Pendant quelques jours, le skate a eu son heure de gloire sur la place de la Concorde lors des Jeux olympiques de Paris 2024. Ce coup de projecteur sur une pratique qui revendique sa liberté, voire affiche une certaine méfiance vis-à-vis des institutions, a éveillé la curiosité du public. C’est précisément à ce sport de glisse venu de Californie que Julien Laurent consacre son ouvrage.
Skateur lui-même, l’auteur s’appuie ici sur une enquête qui s’étale sur plus de trente ans, auprès de différents pratiquants, à Nice, à Montpellier, en Californie. Il y décrit un mode de vie et une philosophie qu’il qualifie de « DIY fuck off attitude » héritée du mouvement punk des années 1980 et réactualisée par le mouvement hip-hop la décennie suivante.
Au fil des pages, le sociologue décrit avec minutie les relations qui se nouent entre les skateurs et reposent sur un subtil mélange de défis ludiques et techniques. Autrement dit, il s’agit de réussir les figures (« tricks ») les plus complexes pour espérer avoir une place dans la communauté, sans pour autant se soumettre à des règles de classement trop formalisées.

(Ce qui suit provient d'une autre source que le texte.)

//! Signal conditioning for pulse extraction.
//!
//! All routines work on plain `f64` slices and allocate their output.

use rustfft::{num_complex::Complex, FftPlanner};
use statrs::statistics::{Data, OrderStatistics, Statistics};
use std::f64::consts::PI;

/// Cap for SNR when the noise floor vanishes (synthetic signals).
pub const MAX_SNR_DB: f64 = 30.0;

/// Half-width around the fundamental and its harmonic counted as signal, in Hz.
const SIGNAL_HALF_WIDTH_HZ: f64 = 0.15;

/// Remove the least-squares linear trend (offset and slope).
pub fn detrend(signal: &[f64]) -> Vec<f64> {
    let n = signal.len();
    if n < 2 {
        return vec![0.0; n];
    }

    let mean_x = (n - 1) as f64 / 2.0;
    let mean_y = signal.iter().mean();

    let mut cov = 0.0;
    let mut var = 0.0;
    for (i, &y) in signal.iter().enumerate() {
        let dx = i as f64 - mean_x;
        cov += dx * (y - mean_y);
        var += dx * dx;
    }
    let slope = if var > 0.0 { cov / var } else { 0.0 };

    signal
        .iter()
        .enumerate()
        .map(|(i, &y)| y - (mean_y + slope * (i as f64 - mean_x)))
        .collect()
}

/// Zero every spectral component outside `[min_hz, max_hz]`.
pub fn band_limit(signal: &[f64], sample_rate: f64, min_hz: f64, max_hz: f64) -> Vec<f64> {
    let n = signal.len();
    if n == 0 || sample_rate <= 0.0 {
        return Vec::new();
    }

    let mut planner = FftPlanner::<f64>::new();
    let forward = planner.plan_fft_forward(n);
    let inverse = planner.plan_fft_inverse(n);

    let mut spectrum: Vec<Complex<f64>> = signal.iter().map(|&s| Complex::new(s, 0.0)).collect();
    forward.process(&mut spectrum);

    let resolution = sample_rate / n as f64;
    for (k, bin) in spectrum.iter_mut().enumerate() {
        // Bins above n/2 mirror the negative frequencies.
        let freq = k.min(n - k) as f64 * resolution;
        if freq < min_hz || freq > max_hz {
            *bin = Complex::new(0.0, 0.0);
        }
    }

    inverse.process(&mut spectrum);
    spectrum.iter().map(|c| c.re / n as f64).collect()
}

/// Indices of local maxima above `threshold`, at least `min_distance` apart.
///
/// When two maxima are closer than `min_distance` the taller one wins.
/// Returned indices are in ascending order.
pub fn find_peaks(signal: &[f64], min_distance: usize, threshold: f64) -> Vec<usize> {
    if signal.len() < 3 {
        return Vec::new();
    }

    let mut candidates: Vec<usize> = (1..signal.len() - 1)
        .filter(|&i| {
            signal[i] > threshold && signal[i] > signal[i - 1] && signal[i] >= signal[i + 1]
        })
        .collect();

    candidates.sort_by(|&a, &b| signal[b].total_cmp(&signal[a]));

    let mut accepted: Vec<usize> = Vec::with_capacity(candidates.len());
    for idx in candidates {
        if accepted.iter().all(|&p| p.abs_diff(idx) >= min_distance) {
            accepted.push(idx);
        }
    }

    accepted.sort_unstable();
    accepted
}

/// Hann-windowed power spectrum, bins `0..=n/2`.
fn power_spectrum(signal: &[f64]) -> Vec<f64> {
    let n = signal.len();
    let mut planner = FftPlanner::<f64>::new();
    let fft = planner.plan_fft_forward(n);

    let mut buffer: Vec<Complex<f64>> = signal
        .iter()
        .enumerate()
        .map(|(i, &s)| {
            let w = 0.5 - 0.5 * (2.0 * PI * i as f64 / n as f64).cos();
            Complex::new(s * w, 0.0)
        })
        .collect();
    fft.process(&mut buffer);

    buffer[..=n / 2].iter().map(|c| c.norm_sqr()).collect()
}

/// Signal-to-noise ratio in dB of a pulse at `fundamental_hz`.
///
/// Signal energy is the power around the fundamental and its first harmonic;
/// noise is every other non-DC bin.
pub fn spectral_snr(signal: &[f64], sample_rate: f64, fundamental_hz: f64) -> f64 {
    let n = signal.len();
    if n < 4 || sample_rate <= 0.0 || fundamental_hz <= 0.0 {
        return 0.0;
    }

    let spectrum = power_spectrum(signal);
    let resolution = sample_rate / n as f64;
    let half_width = ((SIGNAL_HALF_WIDTH_HZ / resolution).ceil() as usize).max(2);

    let harmonics = [fundamental_hz, 2.0 * fundamental_hz];
    let mut signal_power = 0.0;
    let mut noise_power = 0.0;
    for (k, &power) in spectrum.iter().enumerate().skip(1) {
        let near_pulse = harmonics.iter().any(|&h| {
            let center = (h / resolution).round() as usize;
            k.abs_diff(center) <= half_width
        });
        if near_pulse {
            signal_power += power;
        } else {
            noise_power += power;
        }
    }

    if signal_power <= 0.0 {
        return -MAX_SNR_DB;
    }
    if noise_power <= f64::EPSILON * signal_power {
        return MAX_SNR_DB;
    }
    (10.0 * (signal_power / noise_power).log10()).clamp(-MAX_SNR_DB, MAX_SNR_DB)
}

/// Median of a set of values, `None` when empty.
pub fn median(values: &[f64]) -> Option<f64> {
    if values.is_empty() {
        return None;
    }
    let mut data = Data::new(values.to_vec());
    Some(data.median())
}

/// Population standard deviation, 0 for fewer than two values.
pub fn std_dev(values: &[f64]) -> f64 {
    if values.len() < 2 {
        return 0.0;
    }
    values.iter().population_std_dev()
}

/// Regularity of a set of intervals: `1 - coefficient of variation`, in `[0, 1]`.
pub fn regularity(intervals: &[f64]) -> f64 {
    if intervals.is_empty() {
        return 0.0;
    }
    let mean = intervals.iter().mean();
    if mean <= 0.0 {
        return 0.0;
    }
    (1.0 - std_dev(intervals) / mean).clamp(0.0, 1.0)
}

La lecture interactionnelle de la microsociologie américaine – et notamment celle d’Erving Goffman – est ici précieuse pour comprendre la nature des rites qui définissent l’intégration au groupe : les techniques corporelles s’apprennent en observant. Il n’existe pas de répertoire universel qui serait transmis : il faut trouver son propre style. Et si le skateboard est bien une pratique individuelle, les acrobaties n’ont de valeur que si elles sont réalisées devant un groupe de pairs et admirées par un public, que ce soit dans la rue ou dans l’arène d’un skatepark.